• PROVIDED MATERIAL:
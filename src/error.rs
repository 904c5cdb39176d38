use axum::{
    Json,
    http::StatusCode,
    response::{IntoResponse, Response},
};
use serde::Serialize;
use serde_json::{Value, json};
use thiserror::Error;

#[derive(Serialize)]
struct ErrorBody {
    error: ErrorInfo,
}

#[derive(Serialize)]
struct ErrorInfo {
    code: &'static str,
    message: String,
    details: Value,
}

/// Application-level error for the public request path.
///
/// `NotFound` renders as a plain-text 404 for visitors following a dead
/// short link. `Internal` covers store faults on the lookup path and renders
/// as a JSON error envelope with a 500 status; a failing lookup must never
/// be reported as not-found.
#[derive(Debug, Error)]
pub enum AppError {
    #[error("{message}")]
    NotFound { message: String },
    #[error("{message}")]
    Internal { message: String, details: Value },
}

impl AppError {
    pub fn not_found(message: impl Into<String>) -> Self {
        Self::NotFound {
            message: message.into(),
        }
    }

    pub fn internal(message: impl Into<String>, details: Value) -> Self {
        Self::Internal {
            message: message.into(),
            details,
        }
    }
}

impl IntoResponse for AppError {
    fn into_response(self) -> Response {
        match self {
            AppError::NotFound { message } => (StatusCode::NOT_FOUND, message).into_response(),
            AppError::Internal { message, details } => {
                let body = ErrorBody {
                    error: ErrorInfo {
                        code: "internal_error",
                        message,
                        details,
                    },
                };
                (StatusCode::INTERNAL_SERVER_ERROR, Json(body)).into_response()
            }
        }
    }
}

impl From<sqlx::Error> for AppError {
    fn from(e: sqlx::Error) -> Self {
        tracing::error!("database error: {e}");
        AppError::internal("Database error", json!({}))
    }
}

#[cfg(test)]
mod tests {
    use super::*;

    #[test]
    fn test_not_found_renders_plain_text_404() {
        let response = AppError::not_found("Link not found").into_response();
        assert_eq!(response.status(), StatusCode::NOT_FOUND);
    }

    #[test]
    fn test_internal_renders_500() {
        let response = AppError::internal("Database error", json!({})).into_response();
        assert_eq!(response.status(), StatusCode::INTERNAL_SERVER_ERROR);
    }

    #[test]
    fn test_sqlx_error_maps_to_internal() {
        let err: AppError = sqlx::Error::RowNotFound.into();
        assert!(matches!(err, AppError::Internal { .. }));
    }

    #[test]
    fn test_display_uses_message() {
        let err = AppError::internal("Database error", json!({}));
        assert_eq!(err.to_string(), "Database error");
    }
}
--
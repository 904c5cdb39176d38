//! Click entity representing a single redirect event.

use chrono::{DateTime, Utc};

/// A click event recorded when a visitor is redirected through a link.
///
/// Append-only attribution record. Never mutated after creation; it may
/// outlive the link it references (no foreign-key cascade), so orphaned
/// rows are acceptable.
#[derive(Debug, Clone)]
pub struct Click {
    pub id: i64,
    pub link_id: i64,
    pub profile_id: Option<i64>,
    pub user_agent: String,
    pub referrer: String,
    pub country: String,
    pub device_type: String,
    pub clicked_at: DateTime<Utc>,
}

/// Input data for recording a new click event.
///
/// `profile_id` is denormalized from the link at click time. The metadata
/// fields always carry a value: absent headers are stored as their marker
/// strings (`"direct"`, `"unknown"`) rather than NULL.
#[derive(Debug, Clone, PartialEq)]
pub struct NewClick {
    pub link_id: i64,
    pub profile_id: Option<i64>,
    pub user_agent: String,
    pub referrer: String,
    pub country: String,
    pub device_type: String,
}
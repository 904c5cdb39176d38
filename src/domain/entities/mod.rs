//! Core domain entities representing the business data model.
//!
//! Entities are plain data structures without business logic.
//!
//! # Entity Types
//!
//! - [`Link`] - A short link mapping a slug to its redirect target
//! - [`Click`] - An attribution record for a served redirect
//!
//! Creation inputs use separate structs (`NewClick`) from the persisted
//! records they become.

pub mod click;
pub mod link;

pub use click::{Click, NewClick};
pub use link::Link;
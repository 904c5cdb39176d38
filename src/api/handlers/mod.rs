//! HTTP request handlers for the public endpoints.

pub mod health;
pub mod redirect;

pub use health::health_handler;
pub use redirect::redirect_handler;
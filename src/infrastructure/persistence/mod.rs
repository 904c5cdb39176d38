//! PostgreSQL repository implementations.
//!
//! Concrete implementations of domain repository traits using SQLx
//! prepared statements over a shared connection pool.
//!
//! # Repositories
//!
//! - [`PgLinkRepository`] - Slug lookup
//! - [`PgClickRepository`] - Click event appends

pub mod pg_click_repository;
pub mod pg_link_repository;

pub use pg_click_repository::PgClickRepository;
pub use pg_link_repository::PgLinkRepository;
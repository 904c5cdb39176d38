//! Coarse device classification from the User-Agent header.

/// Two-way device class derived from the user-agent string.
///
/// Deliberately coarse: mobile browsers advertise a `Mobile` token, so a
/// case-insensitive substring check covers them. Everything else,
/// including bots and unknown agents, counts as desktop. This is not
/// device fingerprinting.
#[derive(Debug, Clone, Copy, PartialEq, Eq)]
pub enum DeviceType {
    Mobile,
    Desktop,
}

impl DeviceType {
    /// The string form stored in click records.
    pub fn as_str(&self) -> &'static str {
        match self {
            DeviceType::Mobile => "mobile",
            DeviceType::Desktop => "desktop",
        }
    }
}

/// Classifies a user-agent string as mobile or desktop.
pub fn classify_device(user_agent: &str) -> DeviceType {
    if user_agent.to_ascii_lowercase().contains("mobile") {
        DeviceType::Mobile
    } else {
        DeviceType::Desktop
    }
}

• ASSIGNED TASK:
Count up the lines in the preceding data that include the word "short"; respond with the number only.

• ANSWER SPACE:
2